## Provided data:
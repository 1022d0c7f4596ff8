//! Notification data.

use bm_core::Color;

/// Seconds a notification stays on screen unless overridden.
pub const DEFAULT_LIFETIME_SECS: f32 = 3.0;

/// What a notification is about.
#[derive(Clone, Debug, PartialEq, Eq, Hash)]
#[cfg_attr(feature = "serde", derive(serde::Serialize, serde::Deserialize))]
pub enum NotificationKind {
    /// Boost has stayed low for too long.
    LowResource,
    /// Boost has stayed full for too long.
    ResourceHoarding,
    HighEfficiency,
    /// The player is far from the ball.
    PositioningHint,
    /// Raised by a user-registered trigger.
    Custom(String),
}

impl NotificationKind {
    /// Colour used when a notification of this kind doesn't set one.
    pub fn default_color(&self) -> Color {
        match self {
            NotificationKind::LowResource => Color::RED,
            NotificationKind::ResourceHoarding => Color::ORANGE,
            NotificationKind::HighEfficiency => Color::GREEN,
            NotificationKind::PositioningHint => Color::CYAN,
            NotificationKind::Custom(_) => Color::YELLOW,
        }
    }
}

#[derive(Clone, Debug, PartialEq)]
#[cfg_attr(feature = "serde", derive(serde::Serialize, serde::Deserialize))]
pub struct Notification {
    pub kind:     NotificationKind,
    pub message:  String,
    /// Seconds on screen.
    pub lifetime: f32,
    pub color:    Color,
    /// Seconds since shown.
    pub elapsed:  f32,
}

impl Notification {
    pub fn new(kind: NotificationKind, message: impl Into<String>) -> Self {
        let color = kind.default_color();
        Self { kind, message: message.into(), lifetime: DEFAULT_LIFETIME_SECS, color, elapsed: 0.0 }
    }

    /// Shorthand for a [`NotificationKind::Custom`] notification.
    pub fn custom(tag: impl Into<String>, message: impl Into<String>) -> Self {
        Self::new(NotificationKind::Custom(tag.into()), message)
    }

    pub fn with_lifetime(mut self, secs: f32) -> Self {
        self.lifetime = secs;
        self
    }

    pub fn with_color(mut self, color: Color) -> Self {
        self.color = color;
        self
    }

    #[inline]
    pub fn is_expired(&self) -> bool {
        self.elapsed >= self.lifetime
    }

    /// Fade factor: `1 − elapsed / lifetime`, clamped to `0..=1`.
    pub fn alpha(&self) -> f32 {
        if self.lifetime <= 0.0 {
            return 0.0;
        }
        (1.0 - self.elapsed / self.lifetime).clamp(0.0, 1.0)
    }
}

/// What the HUD needs to draw one active notification.
#[derive(Clone, Debug, PartialEq)]
pub struct HudEntry {
    pub message: String,
    pub alpha:   f32,
    pub color:   Color,
}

## Task prompt:
Only a number is expected: the count of lines in the entries that include the string "impl".

## Result below:
4